Our Daughter Becca Is an HCBS Success Story: Let’s End Waiting Lists Now!  (by Ann Yurcek)

Becca today. [image description: A young woman with light skin and shoulder-length red-brown hair poses on a porch. She wears a blue denim jacket over a bright red shirt. She wears thick-frame black eyeglasses.]

My daughter Becca is thirty-two years old. She volunteers at a stable where she’s been riding horses since she was eight years old. She’s training her golden retriever puppy, Lexie, as her service dog, and she’s helping her brother learn tools to assist with his low vision, a condition she shares. 

Becca has complex medical needs and disabilities, but thanks to the support of Medicaid Home and Community-Based Services (HCBS), Becca is able to direct her own care and decide where she wants to live. She’s hired her own employees through supported decision making. Becca would never have survived a nursing home outbreak of Covid-19. She has become a strong advocate for herself and for others who should have the chance to live in their communities. 

We have come a long way in developing care systems for our most medically complex and disabled children and adults. But it wasn’t always that way. Even now, many have not had the opportunities that help Becca. Too many are still on years-long waiting lists for HCBS.

When Becca was born in 1989 she spent the first six months of her life in the neonatal intensive care unit (NICU). We later learned that she has Noonan Syndrome, a genetic disorder affecting the heart, skeleton, and other other systems. Becca has heart, airway, lung, gastrointestinal, lymph, and immune system issues. At two-and-a-half months old, she experienced her first code blue.  

We quickly learned that the hospital was the worst place for an immune-compromised child.
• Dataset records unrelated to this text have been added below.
//! Message fan-out engine.
//!
//! `send` persists through the message store, broadcasts to the
//! conversation's room before acknowledging, then runs its follow-ups
//! (unread counters, offline pushes, mention pushes) off the request path.
//! Follow-up failures are logged and swallowed; they never fail the send.
//!
//! Every other operation (edit, delete, reactions, read) persists first and
//! then broadcasts a typed event to the room. The room id is taken from the
//! caller-supplied `conversation_id` when present (saves a lookup) and is
//! otherwise derived from the message record.

use serde_json::json;
use tracing::warn;

use crate::chat::mentions;
use crate::clients::{
    Conversation, Message, MessageDraft, PushKind, PushNotification, UserProfile,
};
use crate::error::GatewayError;
use crate::notify;
use crate::state::AppState;
use crate::ws::protocol::{
    self, Ack, ChatServerEvent, EditMessagePayload, MessageRefPayload, ReactionPayload,
    SendMessagePayload, UserSummary,
};

/// Push notification body preview cap.
const PREVIEW_LENGTH: usize = 140;

pub async fn handle_send(
    state: &AppState,
    user_id: &str,
    payload: SendMessagePayload,
) -> Result<Ack, GatewayError> {
    if payload.content.as_deref().map_or(true, str::is_empty) && payload.attachments.is_empty() {
        return Err(GatewayError::BadPayload(
            "message needs content or attachments".to_string(),
        ));
    }

    let created = state
        .collab
        .messages
        .create_message(&MessageDraft {
            conversation_id: payload.conversation_id.clone(),
            sender_id: user_id.to_string(),
            message_type: payload.message_type,
            content: payload.content.clone(),
            attachments: payload.attachments.clone(),
            reply_to_id: payload.reply_to_id.clone(),
            forwarded_from_id: payload.forwarded_from_id.clone(),
        })
        .await?;

    // Populated message, conversation record, and sender profile in parallel.
    let (message, conversation, sender) = tokio::join!(
        state.collab.messages.fetch_message(&created.id),
        state
            .collab
            .conversations
            .fetch_conversation(&payload.conversation_id),
        state.collab.users.fetch_user(user_id),
    );
    let (message, conversation, sender) = (message?, conversation?, sender?);

    // The sender's ack waits for this broadcast.
    if let Some(msg) = protocol::encode(
        None,
        &ChatServerEvent::MessageNew {
            message: message.clone(),
            conversation: conversation.clone(),
            sender: UserSummary::from(&sender),
        },
    ) {
        state.chat_rooms.broadcast(
            &state.chat_connections,
            &payload.conversation_id,
            msg,
            None,
        );
    }

    spawn_followups(state.clone(), message.clone(), conversation, sender);

    Ok(Ack::ok_with(json!({ "message": message })))
}

/// Post-ack follow-ups: unread counters, offline-recipient pushes, mention
/// pushes. A user gets at most one push per message; the mention push takes
/// precedence over the generic offline one.
fn spawn_followups(
    state: AppState,
    message: Message,
    conversation: Conversation,
    sender: UserProfile,
) {
    tokio::spawn(async move {
        if let Err(e) = state
            .collab
            .conversations
            .increment_unread(&conversation.id, &sender.id)
            .await
        {
            warn!(
                conversation_id = %conversation.id,
                error = %e,
                "unread counter increment failed"
            );
        }

        let mentioned: Vec<String> = message
            .content
            .as_deref()
            .map(mentions::extract_mentions)
            .unwrap_or_default()
            .into_iter()
            .map(|m| m.user_id)
            .filter(|id| *id != sender.id)
            .collect();

        // Flagged offline OR absent from the registry: both checks matter,
        // because a user can be marked online with a stale connection.
        let unreachable: Vec<String> = conversation
            .participant_ids
            .iter()
            .filter(|p| p.as_str() != sender.id)
            .filter(|p| {
                !state.presence.is_online(p) || !state.chat_connections.is_connected(p)
            })
            .filter(|p| !mentioned.contains(p))
            .cloned()
            .collect();

        let (title, body) = notification_text(&conversation, &sender, &message);
        notify::dispatch(
            &state.collab,
            &unreachable,
            &PushNotification {
                kind: PushKind::Message,
                title,
                body: body.clone(),
                data: json!({
                    "conversation_id": conversation.id,
                    "message_id": message.id,
                }),
            },
        )
        .await;

        notify::dispatch(
            &state.collab,
            &mentioned,
            &PushNotification {
                kind: PushKind::Mention,
                title: format!("{} mentioned you", sender.display_name),
                body,
                data: json!({
                    "conversation_id": conversation.id,
                    "message_id": message.id,
                }),
            },
        )
        .await;
    });
}

/// Group conversations lead with the conversation name; direct ones with the
/// sender.
fn notification_text(
    conversation: &Conversation,
    sender: &UserProfile,
    message: &Message,
) -> (String, String) {
    let preview = match message.content.as_deref() {
        Some(content) if !content.is_empty() => truncate(content, PREVIEW_LENGTH),
        _ => "Sent an attachment".to_string(),
    };
    if conversation.is_group {
        let title = conversation
            .name
            .clone()
            .unwrap_or_else(|| "Group conversation".to_string());
        (title, format!("{}: {}", sender.display_name, preview))
    } else {
        (sender.display_name.clone(), preview)
    }
}

fn truncate(text: &str, max_chars: usize) -> String {
    if text.chars().count() <= max_chars {
        return text.to_string();
    }
    let cut: String = text.chars().take(max_chars).collect();
    format!("{}…", cut)
}

pub async fn handle_edit(
    state: &AppState,
    user_id: &str,
    payload: EditMessagePayload,
) -> Result<Ack, GatewayError> {
    let message = state
        .collab
        .messages
        .edit_message(&payload.message_id, user_id, &payload.content)
        .await?;

    let conversation_id = payload
        .conversation_id
        .unwrap_or_else(|| message.conversation_id.clone());

    if let Some(msg) = protocol::encode(
        None,
        &ChatServerEvent::MessageEdited {
            conversation_id: conversation_id.clone(),
            message,
        },
    ) {
        state
            .chat_rooms
            .broadcast(&state.chat_connections, &conversation_id, msg, None);
    }
    Ok(Ack::ok())
}

pub async fn handle_delete(
    state: &AppState,
    user_id: &str,
    payload: MessageRefPayload,
) -> Result<Ack, GatewayError> {
    let message = state
        .collab
        .messages
        .delete_message(&payload.message_id, user_id)
        .await?;

    let conversation_id = payload
        .conversation_id
        .unwrap_or_else(|| message.conversation_id.clone());

    if let Some(msg) = protocol::encode(
        None,
        &ChatServerEvent::MessageDeleted {
            conversation_id: conversation_id.clone(),
            message_id: payload.message_id,
        },
    ) {
        state
            .chat_rooms
            .broadcast(&state.chat_connections, &conversation_id, msg, None);
    }
    Ok(Ack::ok())
}

pub async fn handle_reaction_add(
    state: &AppState,
    user_id: &str,
    payload: ReactionPayload,
) -> Result<Ack, GatewayError> {
    state
        .collab
        .messages
        .add_reaction(&payload.message_id, user_id, &payload.emoji)
        .await?;

    let conversation_id = resolve_conversation(state, &payload.message_id, payload.conversation_id).await?;

    if let Some(msg) = protocol::encode(
        None,
        &ChatServerEvent::ReactionAdded {
            conversation_id: conversation_id.clone(),
            message_id: payload.message_id,
            user_id: user_id.to_string(),
            emoji: payload.emoji,
        },
    ) {
        state
            .chat_rooms
            .broadcast(&state.chat_connections, &conversation_id, msg, None);
    }
    Ok(Ack::ok())
}

pub async fn handle_reaction_remove(
    state: &AppState,
    user_id: &str,
    payload: ReactionPayload,
) -> Result<Ack, GatewayError> {
    state
        .collab
        .messages
        .remove_reaction(&payload.message_id, user_id, &payload.emoji)
        .await?;

    let conversation_id = resolve_conversation(state, &payload.message_id, payload.conversation_id).await?;

    if let Some(msg) = protocol::encode(
        None,
        &ChatServerEvent::ReactionRemoved {
            conversation_id: conversation_id.clone(),
            message_id: payload.message_id,
            user_id: user_id.to_string(),
            emoji: payload.emoji,
        },
    ) {
        state
            .chat_rooms
            .broadcast(&state.chat_connections, &conversation_id, msg, None);
    }
    Ok(Ack::ok())
}

pub async fn handle_read(
    state: &AppState,
    user_id: &str,
    payload: MessageRefPayload,
) -> Result<Ack, GatewayError> {
    state
        .collab
        .messages
        .add_read_receipt(&payload.message_id, user_id)
        .await?;

    let conversation_id = resolve_conversation(state, &payload.message_id, payload.conversation_id).await?;

    if let Err(e) = state
        .collab
        .conversations
        .mark_read(&conversation_id, user_id)
        .await
    {
        warn!(
            conversation_id = %conversation_id,
            error = %e,
            "mark-read failed"
        );
    }

    if let Some(msg) = protocol::encode(
        None,
        &ChatServerEvent::MessageRead {
            conversation_id: conversation_id.clone(),
            message_id: payload.message_id,
            user_id: user_id.to_string(),
        },
    ) {
        state
            .chat_rooms
            .broadcast(&state.chat_connections, &conversation_id, msg, None);
    }
    Ok(Ack::ok())
}

/// Caller-supplied conversation id wins; otherwise derive it from the
/// message record.
async fn resolve_conversation(
    state: &AppState,
    message_id: &str,
    supplied: Option<String>,
) -> Result<String, GatewayError> {
    match supplied {
        Some(conversation_id) => Ok(conversation_id),
        None => Ok(state
            .collab
            .messages
            .fetch_message(message_id)
            .await?
            .conversation_id),
    }
}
Fortunately, Becca’s medical team helped us apply for one of just 200 Community Alternative Care (CAC) waiver slots in Minnesota, and she was one of the first babies out of the children’s hospital to have an Individual Family Service Plan (IFSP). She was supported at home with caregivers, therapies, and nursing.  

Later, after our private insurance denied Becca care due to preexisting conditions (this was before the protections of the Affordable Care Act), and our family had fallen into poverty to cover her catastrophic medical bills, Becca became eligible for Social Security (SSI) and was finally able to obtain a Medicaid waiver to provide for her long-term care needs.

Thanks to Medicaid waivers for Home and Community-Based Services, we found our new normal and I was able to meet Becca’s needs and also care for my other five children. Medicaid even helped Becca go to the same school as her siblings! She was the first medically complex, technology-dependent child to be included at the local elementary school. 

The Yurcek Family several years ago. [image description: A father poses in the center of the frame, surrounded by six children of various ages and his wife. The family is light-skinned, with brown hair of various shades and styles. There are five people who present as female, and three who present as male. The father, who is a physician, wears a white lab coat and has a stethoscope slung around his neck. Everyone is smiling broadly.]

The Medicaid waivers that allowed Becca to live at home with our family helped her not merely survive, but thrive! The same waivers allowed our family to survive as well. We dug ourselves out of poverty when my husband returned to school. He was able to become a General Surgeon because we had home nursing support for Becca.  

My husband and I were also able to pay the support Becca received forward by adopting six foster care siblings with complex trauma and fetal alcohol spectrum disabilities and our medically fragile foster care child Mac.  As my husband and I age, we are counting on Medicaid HCBS waivers to help our children continue living in their community as adults. 

We have experienced the best of Medicaid waivers, but so many of the families I have helped and advocated for are not as fortunate as we have been. These families need home health care workers, and their disabled loved ones have a right to get the care they need in their homes and communities. Family caregivers need to be valued and supported. For family caregivers, fighting red tape for services is exhausting. Because of a lack of funding and low pay, it is difficult to find and hire direct care workers. 

Right now, the Build Back Better Act that is waiting for a vote in Congress includes an historic investment in care that would expand Medicaid’s Home and Community-Based Services. If passed, this funding would get hundreds of thousands of people with disabilities like Becca off of waiting lists for care; it would create thousands of good paying care jobs; and it would allow over a million unpaid family caregivers to return to work or school knowing that their loved ones are getting the care they need at home. Please contact your representatives. Ask them to pass the Build Back Better Act, because for families like mine care can’t wait any longer.


Ann Yurcek is a mom and an advocate who has written to and met with legislators to push for much-needed lifelines for disabled children and adults with families like hers. In 2000, she attended the Washington, DC launch of the Medical Home Conference. As the Affordable Care Act was being planned, Ann was asked to write a piece for Health Affairs, “Against All Odds, How A Medicaid Waiver Brought Our Critically Ill Daughter Home,” and “Tiny Titan, Journey of Hope,” her family's story.